Wood notes that exports to the US have fallen from 88% of all exports to 80% at the same time as total value of those US exports have grown significantly. He also notes that Mexico has more free trade agreements than any other country in the world, pointing to the importance of NAFTA, the Pacific Alliance Latin American trade bloc and other memberships.

“Mexico needs to do a lot of work but if it keeps doing the things that it has over the last 10 years it should do well.”
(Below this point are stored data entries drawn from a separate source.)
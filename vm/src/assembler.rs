//! Line oriented assembly for the `standard` and `min` subsets.
//!
//! ```text
//! ; greet the user
//! main:
//!     push 'H'
//!     putc
//!     call newline
//!     end
//! newline:
//!     push 10
//!     putc
//!     ret
//! ```
//!
//! One instruction per line, optionally preceded by a `name:` label. `label
//! name` is accepted as well. `;` and `#` start a comment. Number operands
//! are decimal or a character literal such as `'a'` or `'\n'`.

use nospace_protocol::ErrorEntry;

use crate::CompileError;
use crate::Instruction;
use crate::Label;
use crate::Opcode;
use crate::OperandKind;
use crate::Program;
use crate::Spanned;

#[derive(Debug, Clone, Copy, PartialEq, Eq, Default)]
pub enum Dialect {
    #[default]
    Standard,
    /// Whitespace 0.2 instruction set only.
    Minimal,
}

#[derive(Debug, Clone, Copy)]
struct Word<'a> {
    text: &'a str,
    column: u32,
}

fn column_of(code: &str, offset: usize) -> u32 {
    let chars = code.get(..offset).map_or(0, |prefix| prefix.chars().count());
    u32::try_from(chars + 1).unwrap_or(u32::MAX)
}

/// Splits a line into words. A character literal is one word even when it
/// contains a space or a comment character; an unquoted `;` or `#` ends the
/// line.
fn words(code: &str) -> Vec<Word<'_>> {
    let mut words = Vec::new();
    let mut chars = code.char_indices().peekable();
    while let Some((start, ch)) = chars.next() {
        if ch.is_whitespace() {
            continue;
        }
        if ch == ';' || ch == '#' {
            break;
        }
        let mut end = start + ch.len_utf8();
        if ch == '\'' {
            let mut escaped = false;
            for (offset, inner) in chars.by_ref() {
                end = offset + inner.len_utf8();
                if escaped {
                    escaped = false;
                } else if inner == '\\' {
                    escaped = true;
                } else if inner == '\'' {
                    break;
                }
            }
        } else {
            while let Some((offset, next)) = chars.peek().copied() {
                if next.is_whitespace() || next == ';' || next == '#' {
                    break;
                }
                end = offset + next.len_utf8();
                chars.next();
            }
        }
        words.push(Word {
            text: &code[start..end],
            column: column_of(code, start),
        });
    }
    words
}

fn parse_char_literal(text: &str) -> Option<i64> {
    let inner = text.strip_prefix('\'')?.strip_suffix('\'')?;
    let ch = match inner {
        "\\n" => '\n',
        "\\t" => '\t',
        "\\r" => '\r',
        "\\0" => '\0',
        "\\\\" => '\\',
        "\\'" => '\'',
        _ => {
            let mut chars = inner.chars();
            let ch = chars.next()?;
            if chars.next().is_some() {
                return None;
            }
            ch
        }
    };
    Some(i64::from(u32::from(ch)))
}

fn parse_number(text: &str) -> Result<i64, String> {
    if text.starts_with('\'') {
        return parse_char_literal(text).ok_or_else(|| format!("invalid character literal {text}"));
    }
    text.parse::<i64>()
        .map_err(|_| format!("invalid number `{text}`"))
}

fn is_identifier(text: &str) -> bool {
    let mut chars = text.chars();
    matches!(chars.next(), Some(c) if c.is_ascii_alphabetic() || c == '_' || c == '.')
        && chars.all(|c| c.is_ascii_alphanumeric() || c == '_' || c == '.')
}

struct LineAssembler<'a> {
    dialect: Dialect,
    line: u32,
    diagnostics: &'a mut Vec<ErrorEntry>,
    spanned: &'a mut Vec<Spanned>,
}

impl LineAssembler<'_> {
    fn error(&mut self, message: impl Into<String>, column: u32) {
        self.diagnostics
            .push(ErrorEntry::at(message, self.line, column));
    }

    fn emit(&mut self, instruction: Instruction, column: u32) {
        self.spanned.push(Spanned {
            instruction,
            line: self.line,
            column,
        });
    }

    fn assemble(&mut self, words: &[Word<'_>]) {
        let mut rest = words;
        if let Some((first, tail)) = rest.split_first()
            && let Some(name) = first.text.strip_suffix(':')
        {
            if is_identifier(name) {
                self.emit(Instruction::Mark(Label::new(name)), first.column);
            } else {
                self.error(format!("invalid label name `{name}`"), first.column);
            }
            rest = tail;
        }

        let Some((head, operands)) = rest.split_first() else {
            return;
        };
        let Some(opcode) = Opcode::from_mnemonic(&head.text.to_ascii_lowercase()) else {
            self.error(format!("unknown instruction `{}`", head.text), head.column);
            return;
        };
        if self.dialect == Dialect::Minimal && !opcode.in_minimal_set() {
            self.error(
                format!("`{opcode}` is not available in the min subset"),
                head.column,
            );
            return;
        }

        let expected = usize::from(opcode.operand() != OperandKind::None);
        if operands.len() > expected {
            let extra = operands[expected];
            self.error(format!("unexpected operand `{}`", extra.text), extra.column);
            return;
        }

        let instruction = match (opcode.operand(), operands.first()) {
            (OperandKind::None, _) => Instruction::bare(opcode),
            (_, None) => {
                self.error(format!("`{opcode}` needs an operand"), head.column);
                return;
            }
            (OperandKind::Number, Some(word)) => match parse_number(word.text) {
                Ok(value) => Instruction::with_number(opcode, value),
                Err(message) => {
                    self.error(message, word.column);
                    return;
                }
            },
            (OperandKind::Label, Some(word)) => {
                if !is_identifier(word.text) {
                    self.error(format!("invalid label name `{}`", word.text), word.column);
                    return;
                }
                Instruction::with_label(opcode, Label::new(word.text))
            }
        };
        match instruction {
            Some(instruction) => self.emit(instruction, head.column),
            None => self.error(format!("malformed `{opcode}` instruction"), head.column),
        }
    }
}

/// Assembles mnemonic source. All diagnostics are collected before failing.
pub fn assemble(source: &str, dialect: Dialect) -> Result<Program, CompileError> {
    let mut diagnostics = Vec::new();
    let mut spanned = Vec::new();
    for (index, code) in source.lines().enumerate() {
        let line = u32::try_from(index + 1).unwrap_or(u32::MAX);
        let words = words(code);
        LineAssembler {
            dialect,
            line,
            diagnostics: &mut diagnostics,
            spanned: &mut spanned,
        }
        .assemble(&words);
    }
    if !diagnostics.is_empty() {
        return Err(CompileError::from(diagnostics));
    }
    Program::link(spanned)
}
use clap::Parser;
use clap::Subcommand;
use nospace_app_server::ServeArgs;
use nospace_cli::CompileArgs;
use nospace_cli::RunArgs;
use nospace_cli::compile_program;
use nospace_cli::run_program;
use tracing_subscriber::EnvFilter;

#[derive(Debug, Parser)]
#[command(version, about = "Run, compile and serve nospace programs")]
struct Cli {
    #[command(subcommand)]
    command: Command,
}

#[derive(Debug, Subcommand)]
enum Command {
    /// Start the WebSocket server.
    Serve(ServeArgs),
    /// Run a program and exit with its exit code.
    Run(RunArgs),
    /// Compile a program with the built-in toolchain.
    Compile(CompileArgs),
}

#[tokio::main]
async fn main() -> anyhow::Result<()> {
    let cli = Cli::parse();
    let default_level = match cli.command {
        Command::Serve(_) => "info",
        Command::Run(_) | Command::Compile(_) => "warn",
    };
    tracing_subscriber::fmt()
        .with_env_filter(
            EnvFilter::try_from_default_env().unwrap_or_else(|_| EnvFilter::new(default_level)),
        )
        .with_writer(std::io::stderr)
        .init();

    let exit_code = match cli.command {
        Command::Serve(args) => {
            nospace_app_server::run_main(args).await?;
            0
        }
        Command::Run(args) => run_program(args).await?,
        Command::Compile(args) => compile_program(args).await?,
    };
    std::process::exit(exit_code);
}
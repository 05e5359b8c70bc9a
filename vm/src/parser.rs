use nospace_protocol::ErrorEntry;

use crate::CompileError;
use crate::Instruction;
use crate::Label;
use crate::Opcode;
use crate::OperandKind;
use crate::Program;
use crate::Spanned;

#[derive(Debug, Clone, Copy, PartialEq, Eq)]
enum Token {
    Space,
    Tab,
    Linefeed,
}

impl Token {
    fn letter(self) -> char {
        match self {
            Token::Space => 'S',
            Token::Tab => 'T',
            Token::Linefeed => 'L',
        }
    }
}

#[derive(Debug, Clone, Copy)]
struct Located {
    token: Token,
    line: u32,
    column: u32,
}

fn tokenize(source: &str) -> Vec<Located> {
    let mut tokens = Vec::new();
    let mut line = 1;
    let mut column = 1;
    for ch in source.chars() {
        let token = match ch {
            ' ' => Some(Token::Space),
            '\t' => Some(Token::Tab),
            '\n' => Some(Token::Linefeed),
            _ => None,
        };
        if let Some(token) = token {
            tokens.push(Located {
                token,
                line,
                column,
            });
        }
        if ch == '\n' {
            line += 1;
            column = 1;
        } else {
            column += 1;
        }
    }
    tokens
}

struct Cursor {
    tokens: Vec<Located>,
    pos: usize,
}

impl Cursor {
    fn peek_letters(&self, len: usize) -> Option<String> {
        let slice = self.tokens.get(self.pos..self.pos + len)?;
        Some(slice.iter().map(|t| t.token.letter()).collect())
    }

    fn next(&mut self) -> Option<Located> {
        let token = self.tokens.get(self.pos).copied();
        if token.is_some() {
            self.pos += 1;
        }
        token
    }

    fn end_position(&self) -> (u32, u32) {
        self.tokens
            .last()
            .map_or((1, 1), |last| (last.line, last.column))
    }

    /// Bits up to and including the terminating linefeed.
    fn bits(&mut self, what: &str) -> Result<Vec<bool>, CompileError> {
        let mut bits = Vec::new();
        loop {
            match self.next() {
                Some(Located {
                    token: Token::Linefeed,
                    ..
                }) => return Ok(bits),
                Some(Located {
                    token: Token::Space,
                    ..
                }) => bits.push(false),
                Some(Located {
                    token: Token::Tab, ..
                }) => bits.push(true),
                None => {
                    let (line, column) = self.end_position();
                    return Err(CompileError::at(
                        format!("unterminated {what}"),
                        line,
                        column,
                    ));
                }
            }
        }
    }

    fn number(&mut self) -> Result<i64, CompileError> {
        let Some(sign) = self.next() else {
            let (line, column) = self.end_position();
            return Err(CompileError::at("missing number", line, column));
        };
        let negative = match sign.token {
            Token::Space => false,
            Token::Tab => true,
            Token::Linefeed => {
                return Err(CompileError::at(
                    "number is missing its sign",
                    sign.line,
                    sign.column,
                ));
            }
        };
        let bits = self.bits("number")?;
        let mut magnitude: i128 = 0;
        for bit in bits {
            magnitude = magnitude * 2 + i128::from(bit);
            if magnitude > i128::from(u64::MAX) {
                break;
            }
        }
        let value = if negative { -magnitude } else { magnitude };
        i64::try_from(value).map_err(|_| {
            CompileError::at("number does not fit in 64 bits", sign.line, sign.column)
        })
    }
}

/// Parses whitespace source. Every character other than space, tab and
/// linefeed is a comment.
pub fn parse_whitespace(source: &str) -> Result<Program, CompileError> {
    let mut cursor = Cursor {
        tokens: tokenize(source),
        pos: 0,
    };
    let mut spanned = Vec::new();
    while let Some(start) = cursor.tokens.get(cursor.pos).copied() {
        let Some(opcode) = Opcode::ALL.into_iter().find(|op| {
            let encoding = op.encoding();
            cursor.peek_letters(encoding.len()).as_deref() == Some(encoding)
        }) else {
            return Err(CompileError::from(vec![ErrorEntry::at(
                "unknown instruction",
                start.line,
                start.column,
            )]));
        };
        cursor.pos += opcode.encoding().len();
        let instruction = match opcode.operand() {
            OperandKind::None => Instruction::bare(opcode),
            OperandKind::Number => Instruction::with_number(opcode, cursor.number()?),
            OperandKind::Label => {
                let bits = cursor.bits("label")?;
                Instruction::with_label(opcode, Label::from_bits(&bits))
            }
        };
        let Some(instruction) = instruction else {
            return Err(CompileError::at(
                format!("malformed `{opcode}` instruction"),
                start.line,
                start.column,
            ));
        };
        spanned.push(Spanned {
            instruction,
            line: start.line,
            column: start.column,
        });
    }
    Program::link(spanned)
}
//! One-shot `run` and `compile` commands on top of the execution backends.

use std::io::Write;
use std::path::Path;
use std::path::PathBuf;
use std::sync::Arc;

use anyhow::Context;
use clap::Args;
use nospace_app_server::ConfigArgs;
use nospace_core::CooperativeVmBackend;
use nospace_core::ExecutionBackend;
use nospace_core::OutputEvent;
use nospace_core::OutputStream;
use nospace_core::SessionSnapshot;
use nospace_core::create_backend;
use nospace_core::normalize_stdin_line;
use nospace_protocol::CompileOptions;
use nospace_protocol::CompileTarget;
use nospace_protocol::ExecutionStatus;
use nospace_protocol::InputMode;
use nospace_protocol::LanguageSubset;
use nospace_protocol::RunOptions;
use nospace_protocol::try_format_error_json;
use tokio::io::AsyncBufReadExt;
use tokio::io::BufReader;
use tokio::sync::mpsc;
use tracing::debug;

#[derive(Debug, Clone, Args)]
pub struct RunArgs {
    /// Program source.
    pub file: PathBuf,

    #[arg(long, default_value_t = LanguageSubset::Standard)]
    pub language: LanguageSubset,

    #[arg(long)]
    pub debug: bool,

    #[arg(long)]
    pub ignore_debug: bool,

    /// Feed this file as stdin and close it, instead of forwarding the
    /// terminal line by line.
    #[arg(long, value_name = "FILE")]
    pub stdin_file: Option<PathBuf>,

    #[command(flatten)]
    pub config: ConfigArgs,
}

#[derive(Debug, Clone, Args)]
pub struct CompileArgs {
    /// Program source.
    pub file: PathBuf,

    #[arg(long, default_value_t = CompileTarget::Ws)]
    pub target: CompileTarget,

    #[arg(long, default_value_t = LanguageSubset::Standard)]
    pub language: LanguageSubset,
}

/// Runs a program to completion and returns the exit code to report.
pub async fn run_program(args: RunArgs) -> anyhow::Result<i32> {
    let code = read_source(&args.file).await?;
    let stdin_data = match &args.stdin_file {
        Some(path) => Some(
            tokio::fs::read_to_string(path)
                .await
                .with_context(|| format!("failed to read {}", path.display()))?,
        ),
        None => None,
    };
    let options = RunOptions {
        language: args.language,
        debug: args.debug,
        ignore_debug: args.ignore_debug,
        input_mode: if stdin_data.is_some() {
            InputMode::Batch
        } else {
            InputMode::Interactive
        },
    };

    let config = Arc::new(args.config.load()?);
    let backend = create_backend(config);
    let mut terminal_rx = attach_printer(backend.as_ref());

    let session = backend.run(&code, &options, stdin_data.as_deref()).await;
    let session_id = session.id();
    if options.input_mode == InputMode::Interactive && session.is_running() {
        forward_terminal_stdin(Arc::clone(&backend));
    }

    let snapshot = loop {
        tokio::select! {
            received = terminal_rx.recv() => match received {
                Some(snapshot) if snapshot.session_id == session_id => break snapshot,
                Some(_) => {}
                None => break session.snapshot(),
            },
            _ = tokio::signal::ctrl_c() => {
                debug!(%session_id, "[cli] interrupted");
                backend.kill();
            }
        }
    };
    backend.dispose();
    Ok(exit_code_for(&snapshot))
}

/// Compiles a program with the in-process toolchain and prints the result.
pub async fn compile_program(args: CompileArgs) -> anyhow::Result<i32> {
    let code = read_source(&args.file).await?;
    let backend = CooperativeVmBackend::new(Arc::default());
    let _terminal_rx = attach_printer(&backend);
    let options = CompileOptions {
        language: args.language,
        target: args.target,
    };
    let session = backend.compile(&code, &options).await;
    Ok(exit_code_for(&session.snapshot()))
}

async fn read_source(path: &Path) -> anyhow::Result<String> {
    tokio::fs::read_to_string(path)
        .await
        .with_context(|| format!("failed to read {}", path.display()))
}

/// Prints program output as it arrives and hands terminal statuses to the
/// returned channel.
fn attach_printer(backend: &dyn ExecutionBackend) -> mpsc::UnboundedReceiver<SessionSnapshot> {
    backend.on_output(Arc::new(print_event));
    let (tx, rx) = mpsc::unbounded_channel();
    backend.on_status_change(Arc::new(move |snapshot: SessionSnapshot| {
        if snapshot.status.is_terminal() {
            let _ = tx.send(snapshot);
        }
    }));
    rx
}

fn print_event(event: OutputEvent) {
    match event.stream {
        OutputStream::Stdout => {
            let mut stdout = std::io::stdout().lock();
            let _ = stdout.write_all(event.data.as_bytes());
            let _ = stdout.flush();
        }
        OutputStream::Stderr => {
            let mut stderr = std::io::stderr().lock();
            let _ = stderr.write_all(render_stderr(&event.data).as_bytes());
        }
        OutputStream::System => eprintln!("{}", event.data),
    }
}

/// Structured interpreter diagnostics become one line per entry; any other
/// text passes through.
fn render_stderr(data: &str) -> String {
    match try_format_error_json(data) {
        Some(formatted) => format!("{formatted}\n"),
        None => data.to_string(),
    }
}

fn forward_terminal_stdin(backend: Arc<dyn ExecutionBackend>) {
    tokio::spawn(async move {
        let mut lines = BufReader::new(tokio::io::stdin()).lines();
        loop {
            match lines.next_line().await {
                Ok(Some(line)) => backend.send_stdin(&normalize_stdin_line(&line)),
                Ok(None) => break,
                Err(err) => {
                    debug!(error = %err, "[cli] stdin closed");
                    break;
                }
            }
        }
    });
}

fn exit_code_for(snapshot: &SessionSnapshot) -> i32 {
    match snapshot.status {
        ExecutionStatus::Finished | ExecutionStatus::Running => snapshot.exit_code.unwrap_or(0),
        ExecutionStatus::Error => snapshot.exit_code.unwrap_or(1),
        ExecutionStatus::Killed => 137,
    }
}
use std::collections::HashMap;
use std::sync::Arc;
use std::sync::Mutex;
use std::sync::MutexGuard;
use std::sync::PoisonError;

use nospace_protocol::SessionId;

use crate::ExecutionSession;

/// Shared map of live sessions. It knows nothing about connections; the
/// one-session-per-connection rule lives in the controller.
#[derive(Debug, Clone, Default)]
pub struct SessionRegistry {
    sessions: Arc<Mutex<HashMap<SessionId, ExecutionSession>>>,
}

impl SessionRegistry {
    pub fn new() -> Self {
        Self::default()
    }

    /// Inserts `session`, returning whatever was stored under its id.
    pub fn insert(&self, session: ExecutionSession) -> Option<ExecutionSession> {
        self.lock().insert(session.id(), session)
    }

    pub fn get(&self, session_id: &SessionId) -> Option<ExecutionSession> {
        self.lock().get(session_id).cloned()
    }

    pub fn remove(&self, session_id: &SessionId) -> Option<ExecutionSession> {
        self.lock().remove(session_id)
    }

    pub fn contains(&self, session_id: &SessionId) -> bool {
        self.lock().contains_key(session_id)
    }

    pub fn len(&self) -> usize {
        self.lock().len()
    }

    pub fn is_empty(&self) -> bool {
        self.lock().is_empty()
    }

    fn lock(&self) -> MutexGuard<'_, HashMap<SessionId, ExecutionSession>> {
        self.sessions.lock().unwrap_or_else(PoisonError::into_inner)
    }
}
Under the presidency of Enrique Pena Nieto, Mexico has made deep reforms, opening up oil exports (it’s the world’s 10th largest producer), liberalising banking and telecoms, and raising taxes on food and drink. That new platform has made Mexico the darling of many emerging markets watchers and is attracting foreign investment into the country. 

The growing technological and knowledge economy can help perpetuate growth and the rise of Mexico as an aerospace player is well documented. Companies like Bombardier have invested heavily to build aircraft in the former cactus fields of Querétaro, joining the likes of General Electric and Cessna in taking advantage of labour costs a quarter to a third less than those of the US. However, it is not just financial arbitrage that is pulling in aerospace giants: GE, the world’s biggest jet engine maker, also benefits from core engineering R&D in Mexico. 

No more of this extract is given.